This approach to developing a complex proof term, a program of sorts, is top-down in the sense that it starts with the kind of proof term needed to prove the overall goal, albeit one with some blanks remaining to be filled in. It is incremental in the sense that one fills in holes one at a time. It is type-guided in the sense that you know precisely what type of term is required for each hole in the partially completed proof term. The idea of top-down, incremental, type-guided development of complex software objects is truly fundamental.
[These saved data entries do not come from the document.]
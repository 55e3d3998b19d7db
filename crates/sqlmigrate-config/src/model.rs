use std::path::PathBuf;

use serde::{Deserialize, Serialize};
use sqlmigrate_common::{Dialect, SqlIdent};

/// Settings for a migration run. Every field has a default, so an empty file
/// is a valid configuration.
#[derive(Debug, Clone, PartialEq, Eq, Serialize, Deserialize)]
#[serde(default, deny_unknown_fields)]
pub struct MigrateConfig {
    /// Database file to migrate.
    pub database: Option<PathBuf>,
    /// Directory holding `NNNN_name.up.sql` / `NNNN_name.down.sql` files.
    pub migrations_dir: PathBuf,
    pub dialect: Dialect,
    /// Table recording applied migration ids.
    pub table: SqlIdent,
    /// Integer column of `table` holding one applied id per row.
    pub column: SqlIdent,
}

impl Default for MigrateConfig {
    fn default() -> Self {
        Self {
            database: None,
            migrations_dir: PathBuf::from("migrations"),
            dialect: Dialect::default(),
            table: SqlIdent::default_table(),
            column: SqlIdent::default_column(),
        }
    }
}
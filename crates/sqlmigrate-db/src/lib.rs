pub mod backend;
pub mod migration;
pub mod registry;
pub mod runner;
pub mod sqlite;
pub mod version_store;

pub use backend::{Database, Executor, Transaction};
pub use migration::{Action, ActionFn, Migration};
pub use registry::Registry;
pub use runner::{MigrationState, MigrationStatus, RunReport, Runner, resume_point};
pub use sqlmigrate_common::{Cause, Dialect, Error, MigrationId, Phase, Result, SqlIdent};
pub use version_store::VersionStore;
use std::fmt;

use sqlmigrate_common::{Cause, Error, MigrationId};

use crate::backend::Executor;

/// Signature of a migration action written in Rust.
pub type ActionFn = dyn Fn(&dyn Executor) -> Result<(), Cause> + Send + Sync;

/// What a migration does in one direction.
pub enum Action {
    Noop,
    Sql(String),
    Code(Box<ActionFn>),
}

impl Action {
    /// Empty or whitespace-only SQL is treated as a no-op.
    fn from_sql(sql: impl Into<String>) -> Self {
        let sql = sql.into();
        if sql.trim().is_empty() {
            Action::Noop
        } else {
            Action::Sql(sql)
        }
    }

    fn run(&self, ex: &dyn Executor) -> Result<(), Cause> {
        match self {
            Action::Noop => Ok(()),
            Action::Sql(sql) => ex.exec(sql),
            Action::Code(f) => f(ex),
        }
    }
}

impl fmt::Debug for Action {
    fn fmt(&self, f: &mut fmt::Formatter<'_>) -> fmt::Result {
        match self {
            Action::Noop => f.write_str("Noop"),
            Action::Sql(sql) => f.debug_tuple("Sql").field(sql).finish(),
            Action::Code(_) => f.write_str("Code(..)"),
        }
    }
}

/// A single schema change. The id is assigned when the migration is added to
/// a [`Registry`](crate::Registry) and never changes afterwards.
#[derive(Debug)]
pub struct Migration {
    id: MigrationId,
    name: String,
    apply: Action,
    revert: Option<Action>,
}

impl Migration {
    /// Build a migration from raw SQL. An empty `up` applies nothing; an empty
    /// `down` leaves the migration without a revert action.
    pub fn sql(
        name: impl Into<String>,
        up: impl Into<String>,
        down: impl Into<String>,
    ) -> Self {
        let revert = match Action::from_sql(down) {
            Action::Noop => None,
            action => Some(action),
        };
        Self {
            id: MigrationId::new(0),
            name: name.into(),
            apply: Action::from_sql(up),
            revert,
        }
    }

    /// Build a migration whose apply step is Rust code.
    pub fn new<F>(name: impl Into<String>, apply: F) -> Self
    where
        F: Fn(&dyn Executor) -> Result<(), Cause> + Send + Sync + 'static,
    {
        Self {
            id: MigrationId::new(0),
            name: name.into(),
            apply: Action::Code(Box::new(apply)),
            revert: None,
        }
    }

    pub fn with_revert<F>(mut self, revert: F) -> Self
    where
        F: Fn(&dyn Executor) -> Result<(), Cause> + Send + Sync + 'static,
    {
        self.revert = Some(Action::Code(Box::new(revert)));
        self
    }

    pub fn with_revert_sql(mut self, down: impl Into<String>) -> Self {
        self.revert = match Action::from_sql(down) {
            Action::Noop => None,
            action => Some(action),
        };
        self
    }

    pub fn id(&self) -> MigrationId {
        self.id
    }

    pub fn name(&self) -> &str {
        &self.name
    }

    pub fn is_revertible(&self) -> bool {
        self.revert.is_some()
    }

    /// Run the apply action against an open transaction.
    pub fn apply(&self, ex: &dyn Executor) -> Result<(), Cause> {
        self.apply.run(ex)
    }

    /// Run the revert action against an open transaction. Fails with
    /// [`Error::NotRevertible`] when the migration has none.
    pub fn revert(&self, ex: &dyn Executor) -> Result<(), Cause> {
        match &self.revert {
            Some(action) => action.run(ex),
            None => Err(Error::NotRevertible { id: self.id }.into()),
        }
    }

    pub(crate) fn assign(&mut self, id: MigrationId) {
        self.id = id;
        if self.name.trim().is_empty() {
            self.name = format!("migration_{id}");
        }
    }
}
A great software developer deeply understands and implicitly practices this approach on a daily and hourly basis.

To be clear, this approach to constructing proofs using top-down, type-guided development in this way can be and should be applied to writing even the most complex of procedures. One starts writing a procedure by writing a top-level program: one that is complete except for the fact that the subroutines that it calls are implemented as stub routines. These are the remaining holes to be filled. When they are filled, then a complete, working program is obtained. Writing code this way, or proofs, allows you to focus on the overall logic of the task to be carried out, while suppressing details that will be elaborated later. One can then reason about whether or not the overall outline is correct without being overwhelmed by the details of the individual sub-goals of filling the remaining holes.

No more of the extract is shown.